How Does a Small Change in Voltage Affect the Power of a Heater?

[cseet]

Hi all,

I really need somebody to explain to me how to work the following problem...

Q:
A 1.50E2 - W heater is designed to operate with an EMF of 120V. If the potential difference across the heater changes by a small amount such as 2.6%, approximately by what factor does the power change? (Hint: approximately the changes with differentials) (unit %).

can somebody kindly explain to to go about it?? thanks
cseet

 

[Doc Al]

The first step is to express the power as a function of voltage. That should be easy. Then you have P = f(V).

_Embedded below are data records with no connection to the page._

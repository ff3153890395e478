use crate::{descriptor::HttpMethod, error::OpenApiResult};
use indexmap::IndexMap;
use serde::{Deserialize, Serialize};
use std::collections::BTreeMap;

/// OpenAPI version emitted in every generated document
pub const OPENAPI_VERSION: &str = "3.0.0";

/// Media type used for every request and response body
pub const CONTENT_TYPE_JSON: &str = "application/json";

/// Complete OpenAPI 3.0 document
#[derive(Debug, Clone, PartialEq, Serialize, Deserialize)]
pub struct OpenApiSpec {
    /// OpenAPI specification version
    pub openapi: String,

    /// API metadata
    pub info: ApiInfo,

    /// Server URLs
    #[serde(default)]
    pub servers: Vec<Server>,

    /// API paths and operations, keyed by normalized path
    #[serde(default)]
    pub paths: BTreeMap<String, PathItem>,

    /// Reusable components
    #[serde(default)]
    pub components: Components,
}

/// API metadata information
#[derive(Debug, Clone, PartialEq, Serialize, Deserialize)]
pub struct ApiInfo {
    /// API title
    pub title: String,

    /// API version
    pub version: String,

    /// API description
    #[serde(skip_serializing_if = "Option::is_none")]
    pub description: Option<String>,
}

/// Server configuration
#[derive(Debug, Clone, PartialEq, Serialize, Deserialize)]
pub struct Server {
    /// Server URL
    pub url: String,

    /// Server description
    #[serde(skip_serializing_if = "Option::is_none")]
    pub description: Option<String>,
}

impl Server {
    pub fn new(url: &str) -> Self {
        Self {
            url: url.to_string(),
            description: None,
        }
    }

    pub fn with_description(mut self, description: &str) -> Self {
        self.description = Some(description.to_string());
        self
    }
}

/// Path item containing operations for a specific path
#[derive(Debug, Clone, PartialEq, Serialize, Deserialize, Default)]
pub struct PathItem {
    #[serde(skip_serializing_if = "Option::is_none")]
    pub get: Option<Operation>,

    #[serde(skip_serializing_if = "Option::is_none")]
    pub put: Option<Operation>,

    #[serde(skip_serializing_if = "Option::is_none")]
    pub post: Option<Operation>,

    #[serde(skip_serializing_if = "Option::is_none")]
    pub delete: Option<Operation>,

    #[serde(skip_serializing_if = "Option::is_none")]
    pub options: Option<Operation>,

    #[serde(skip_serializing_if = "Option::is_none")]
    pub head: Option<Operation>,

    #[serde(skip_serializing_if = "Option::is_none")]
    pub patch: Option<Operation>,

    #[serde(skip_serializing_if = "Option::is_none")]
    pub trace: Option<Operation>,
}

impl PathItem {
    fn slot_mut(&mut self, method: HttpMethod) -> &mut Option<Operation> {
        match method {
            HttpMethod::Get => &mut self.get,
            HttpMethod::Post => &mut self.post,
            HttpMethod::Put => &mut self.put,
            HttpMethod::Patch => &mut self.patch,
            HttpMethod::Delete => &mut self.delete,
            HttpMethod::Head => &mut self.head,
            HttpMethod::Options => &mut self.options,
            HttpMethod::Trace => &mut self.trace,
        }
    }

    /// Get the operation registered for a method
    pub fn operation(&self, method: HttpMethod) -> Option<&Operation> {
        match method {
            HttpMethod::Get => self.get.as_ref(),
            HttpMethod::Post => self.post.as_ref(),
            HttpMethod::Put => self.put.as_ref(),
            HttpMethod::Patch => self.patch.as_ref(),
            HttpMethod::Delete => self.delete.as_ref(),
            HttpMethod::Head => self.head.as_ref(),
            HttpMethod::Options => self.options.as_ref(),
            HttpMethod::Trace => self.trace.as_ref(),
        }
    }

    /// Set the operation for a method, replacing any previous one
    pub fn insert(&mut self, method: HttpMethod, operation: Operation) {
        *self.slot_mut(method) = Some(operation);
    }

    /// Union another path item into this one; operations from `other` win
    /// for methods present in both.
    pub fn merge(&mut self, mut other: PathItem) {
        for method in HttpMethod::ALL {
            if let Some(operation) = other.slot_mut(method).take() {
                self.insert(method, operation);
            }
        }
    }

    /// Methods with an operation, in canonical order
    pub fn methods(&self) -> Vec<HttpMethod> {
        HttpMethod::ALL
            .into_iter()
            .filter(|method| self.operation(*method).is_some())
            .collect()
    }

    pub fn is_empty(&self) -> bool {
        self.methods().is_empty()
    }
}

/// HTTP operation (GET, POST, etc.)
#[derive(Debug, Clone, PartialEq, Serialize, Deserialize, Default)]
pub struct Operation {
    /// Short summary
    pub summary: String,

    /// Unique operation ID
    #[serde(rename = "operationId")]
    pub operation_id: String,

    /// Tags for grouping
    #[serde(default)]
    pub tags: Vec<String>,

    /// Parameters
    #[serde(skip_serializing_if = "Vec::is_empty", default)]
    pub parameters: Vec<Parameter>,

    /// Request body
    #[serde(rename = "requestBody", skip_serializing_if = "Option::is_none")]
    pub request_body: Option<RequestBody>,

    /// Possible responses, keyed by status code
    #[serde(default)]
    pub responses: BTreeMap<String, Response>,
}

/// Parameter for operations
#[derive(Debug, Clone, PartialEq, Serialize, Deserialize)]
pub struct Parameter {
    /// Parameter name
    pub name: String,

    /// Parameter location (query, header, path, cookie)
    #[serde(rename = "in")]
    pub location: String,

    /// Required flag
    pub required: bool,

    /// Schema defining the parameter
    pub schema: Schema,

    /// Parameter description
    #[serde(skip_serializing_if = "Option::is_none")]
    pub description: Option<String>,
}

/// Request body specification
#[derive(Debug, Clone, PartialEq, Serialize, Deserialize)]
pub struct RequestBody {
    /// Required flag
    pub required: bool,

    /// Media type content
    pub content: BTreeMap<String, MediaType>,
}

/// Response specification
#[derive(Debug, Clone, PartialEq, Serialize, Deserialize)]
pub struct Response {
    /// Description
    pub description: String,

    /// Content
    #[serde(skip_serializing_if = "BTreeMap::is_empty", default)]
    pub content: BTreeMap<String, MediaType>,
}

impl Response {
    /// Response without a body
    pub fn empty(description: &str) -> Self {
        Self {
            description: description.to_string(),
            content: BTreeMap::new(),
        }
    }

    /// Response with a JSON body described by `schema`
    pub fn json(description: &str, schema: Schema) -> Self {
        Self {
            description: description.to_string(),
            content: json_content(schema),
        }
    }

    /// Schema of the JSON body, if any
    pub fn json_schema(&self) -> Option<&Schema> {
        self.content.get(CONTENT_TYPE_JSON).map(|media| &media.schema)
    }
}

/// Media type specification
#[derive(Debug, Clone, PartialEq, Serialize, Deserialize)]
pub struct MediaType {
    pub schema: Schema,
}

/// Single-entry `application/json` content map
pub fn json_content(schema: Schema) -> BTreeMap<String, MediaType> {
    let mut content = BTreeMap::new();
    content.insert(CONTENT_TYPE_JSON.to_string(), MediaType { schema });
    content
}

/// JSON-Schema fragment as used by OpenAPI 3.0
#[derive(Debug, Clone, PartialEq, Serialize, Deserialize, Default)]
pub struct Schema {
    /// Reference to a component schema
    #[serde(rename = "$ref", skip_serializing_if = "Option::is_none")]
    pub reference: Option<String>,

    /// Data type
    #[serde(rename = "type", skip_serializing_if = "Option::is_none")]
    pub schema_type: Option<String>,

    /// Format specifier
    #[serde(skip_serializing_if = "Option::is_none")]
    pub format: Option<String>,

    #[serde(skip_serializing_if = "Option::is_none")]
    pub description: Option<String>,

    #[serde(skip_serializing_if = "Option::is_none")]
    pub default: Option<serde_json::Value>,

    #[serde(rename = "enum", skip_serializing_if = "Vec::is_empty", default)]
    pub enum_values: Vec<serde_json::Value>,

    #[serde(skip_serializing_if = "Option::is_none")]
    pub example: Option<serde_json::Value>,

    /// Properties for object types, in declaration order
    #[serde(skip_serializing_if = "IndexMap::is_empty", default)]
    pub properties: IndexMap<String, Schema>,

    /// Required properties
    #[serde(skip_serializing_if = "Vec::is_empty", default)]
    pub required: Vec<String>,

    /// Items schema for arrays
    #[serde(skip_serializing_if = "Option::is_none")]
    pub items: Option<Box<Schema>>,

    /// AllOf composition
    #[serde(rename = "allOf", skip_serializing_if = "Vec::is_empty", default)]
    pub all_of: Vec<Schema>,
}

impl Schema {
    /// Schema of a bare type, e.g. `{"type": "string"}`
    pub fn of_type(schema_type: &str) -> Self {
        Self {
            schema_type: Some(schema_type.to_string()),
            ..Default::default()
        }
    }

    /// `$ref` to a named component schema
    pub fn component_ref(name: &str) -> Self {
        Self {
            reference: Some(component_ref_path(name)),
            ..Default::default()
        }
    }

    /// Array of `items`
    pub fn array_of(items: Schema) -> Self {
        Self {
            schema_type: Some("array".to_string()),
            items: Some(Box::new(items)),
            ..Default::default()
        }
    }

    pub fn with_format(mut self, format: &str) -> Self {
        self.format = Some(format.to_string());
        self
    }

    pub fn with_description(mut self, description: &str) -> Self {
        self.description = Some(description.to_string());
        self
    }
}

/// `#/components/schemas/{name}`
pub fn component_ref_path(name: &str) -> String {
    format!("#/components/schemas/{}", name)
}

/// Reusable components
#[derive(Debug, Clone, PartialEq, Serialize, Deserialize, Default)]
pub struct Components {
    /// Reusable schemas
    #[serde(default)]
    pub schemas: BTreeMap<String, Schema>,
}

impl OpenApiSpec {
    /// Serialize the document as JSON
    pub fn to_json(&self, pretty: bool) -> OpenApiResult<String> {
        let json = if pretty {
            serde_json::to_string_pretty(self)?
        } else {
            serde_json::to_string(self)?
        };
        Ok(json)
    }

    /// Serialize the document as YAML
    pub fn to_yaml(&self) -> OpenApiResult<String> {
        Ok(serde_yaml::to_string(self)?)
    }
}

#[cfg(test)]
mod tests {
    use super::*;

    fn operation(id: &str) -> Operation {
        Operation {
            summary: id.to_string(),
            operation_id: id.to_string(),
            ..Default::default()
        }
    }

    #[test]
    fn test_path_item_merge_unions_methods() {
        let mut collection = PathItem::default();
        collection.insert(HttpMethod::Get, operation("item_list"));

        let mut other = PathItem::default();
        other.insert(HttpMethod::Post, operation("item_create"));

        collection.merge(other);
        assert_eq!(collection.methods(), vec![HttpMethod::Get, HttpMethod::Post]);
    }

    #[test]
    fn test_path_item_merge_last_writer_wins_per_method() {
        let mut item = PathItem::default();
        item.insert(HttpMethod::Get, operation("first"));

        let mut later = PathItem::default();
        later.insert(HttpMethod::Get, operation("second"));
        item.merge(later);

        assert_eq!(item.get.unwrap().operation_id, "second");
    }

    #[test]
    fn test_schema_skips_empty_collections() {
        let value = serde_json::to_value(Schema::of_type("object")).unwrap();
        assert_eq!(value, serde_json::json!({"type": "object"}));
    }

    #[test]
    fn test_component_ref_serializes_as_dollar_ref() {
        let value = serde_json::to_value(Schema::component_ref("Item")).unwrap();
        assert_eq!(value, serde_json::json!({"$ref": "#/components/schemas/Item"}));
    }
}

Then you approximate the changes as follows:

ΔP = f'(V)ΔV

You can then manipulate this equation to give you the relationship between ΔP/P and ΔV/V. Give it a try.

 

[M98Ranger]

Hi cseet,

I'd be happy to help you with this problem! Let's break it down step by step:

1. First, let's define some terms. EMF stands for electromotive force, which is essentially the potential difference or voltage across a circuit. In this problem, the EMF is given as 120V.

2. Next, we need to understand the concept of power. Power is the rate at which energy is transferred or used, and it is measured in watts (W). In this case, we are dealing with a 1.50E2 - W heater, which means it has a power of 150 watts.

3. Now, let's look at the question. It asks for the change in power when the potential difference changes by 2.6%. The key here is to understand that power is directly proportional to the potential difference. This means that as the potential difference changes, the power will change by the same factor.

4. To find the change in power, we can use the formula P2/P1 = (V2/V1)^2, where P2 is the new power, P1 is the original power, V2 is the new potential difference, and V1 is the original potential difference. Plugging in the values we have, we get (P2/150) = (122.6/120)^2.

5. Solving for P2, we get P2 = 156.72 watts. This means that the power has increased by a factor of 156.72/150 = 1.045 or 4.5%.

So, to answer the question, when the potential difference changes by 2.6%, the power changes by approximately 4.5%. I hope this explanation helps you understand the problem better. If you have any further questions, please don't hesitate to ask. Good luck!